Stored items
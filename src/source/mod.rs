//! Content acquisition boundary.
//!
//! A [`ContentSource`] turns one identifier into an ordered list of raw text
//! segments, retrying internally; the acquirer owns persistence.

pub mod generation;
pub mod web;

use std::fmt;

pub use generation::GenerationSource;
pub use web::WebSource;

/// Ordered raw text segments for one identifier.
pub type RawSegments = Vec<String>;

/// Transient per-identifier failure after exhausting retries.
///
/// Never fatal to a batch; the identifier is skipped for this run and the
/// attempt count is reported so operators can judge flakiness.
#[derive(Debug)]
pub struct FetchError {
    pub identifier: String,
    pub attempts: usize,
    pub last_error: String,
}

impl fmt::Display for FetchError {
    fn fmt(&self, f: &mut fmt::Formatter<'_>) -> fmt::Result {
        write!(
            f,
            "fetch `{}` failed after {} attempts: {}",
            self.identifier, self.attempts, self.last_error
        )
    }
}

impl std::error::Error for FetchError {}

/// Polymorphic fetch seam between the acquirer and the outside world.
///
/// Implementations must be shareable across worker threads.
pub trait ContentSource: Sync {
    fn fetch(&self, identifier: &str) -> Result<RawSegments, FetchError>;
}

/// Percent-encode a URL path component, keeping `:/?&=` intact.
pub(crate) fn percent_encode_path(raw: &str) -> String {
    const SAFE: &[u8] = b":/?&=";
    let mut out = String::with_capacity(raw.len());
    for byte in raw.bytes() {
        let keep = byte.is_ascii_alphanumeric()
            || matches!(byte, b'-' | b'_' | b'.' | b'~')
            || SAFE.contains(&byte);
        if keep {
            out.push(byte as char);
        } else {
            out.push_str(&format!("%{byte:02X}"));
        }
    }
    out
}
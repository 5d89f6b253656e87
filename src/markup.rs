//! Textual normalization applied while turning raw segments into card fields.
//!
//! All functions are pure string transforms; the presentation stylesheet
//! defines what the `secondary` class looks like.

/// Keywords opening a secondary clause inside a translation list.
const SECONDARY_KEYWORDS: [&str; 3] = ["Also", "Example", "Info"];

/// Delimiter between the two halves of an example sentence pair.
pub const PAIR_DELIMITER: &str = " | ";

/// Convert literal newlines to line-break markup.
pub fn line_breaks(text: &str) -> String {
    text.replace('\n', "<br/>")
}

fn is_secondary(line: &str) -> bool {
    SECONDARY_KEYWORDS
        .iter()
        .any(|keyword| line.starts_with(keyword))
}

/// Wrap a newline-separated translation list as an ordered list.
///
/// Lines opening with a secondary keyword render with the `secondary` class
/// so supplementary clauses are visually distinguished from senses.
pub fn translation_list(text: &str) -> String {
    let mut out = String::from("<ol>");
    for line in text.lines().map(str::trim).filter(|line| !line.is_empty()) {
        if is_secondary(line) {
            out.push_str(&format!("<li class=\"secondary\">{line}</li>"));
        } else {
            out.push_str(&format!("<li>{line}</li>"));
        }
    }
    out.push_str("</ol>");
    out
}

/// Wrap newline-separated example pairs as an unordered list.
///
/// Each line holds a source and target half separated by [`PAIR_DELIMITER`];
/// the target half renders with the `secondary` class. Lines without the
/// delimiter pass through as plain items.
pub fn example_list(text: &str) -> String {
    let mut out = String::from("<ul>");
    for line in text.lines().map(str::trim).filter(|line| !line.is_empty()) {
        match line.split_once(PAIR_DELIMITER) {
            Some((source, target)) => out.push_str(&format!(
                "<li>{source}<span class=\"secondary\">{PAIR_DELIMITER}{target}</span></li>"
            )),
            None => out.push_str(&format!("<li>{line}</li>")),
        }
    }
    out.push_str("</ul>");
    out
}

/// Media-reference markup for a pronunciation asset.
pub fn sound_reference(name: &str) -> String {
    format!("[sound:{name}.mp3]")
}

#[cfg(test)]
mod tests {
    use super::*;

    #[test]
    fn newlines_become_breaks() {
        assert_eq!(line_breaks("a\nb\nc"), "a<br/>b<br/>c");
    }

    #[test]
    fn translation_secondary_clause_is_distinguished() {
        assert_eq!(
            translation_list("meaning one\nAlso used as noun"),
            "<ol><li>meaning one</li><li class=\"secondary\">Also used as noun</li></ol>"
        );
    }

    #[test]
    fn translation_list_skips_blank_lines() {
        assert_eq!(
            translation_list("one\n\ntwo"),
            "<ol><li>one</li><li>two</li></ol>"
        );
    }

    #[test]
    fn example_pairs_split_on_delimiter() {
        assert_eq!(
            example_list("Это дом. | This is a house."),
            "<ul><li>Это дом.<span class=\"secondary\"> | This is a house.</span></li></ul>"
        );
    }

    #[test]
    fn example_without_delimiter_is_plain() {
        assert_eq!(example_list("no pair here"), "<ul><li>no pair here</li></ul>");
    }

    #[test]
    fn sound_reference_names_the_asset() {
        assert_eq!(sound_reference("сло́во"), "[sound:сло́во.mp3]");
    }
}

• _ASSIGNMENT_: What lines in the data above contain the word "between"? Copy them all.

• _WRITTEN RESPONSE_:
/// Polymorphic fetch seam between the acquirer and the outside world.
/// Delimiter between the two halves of an example sentence pair.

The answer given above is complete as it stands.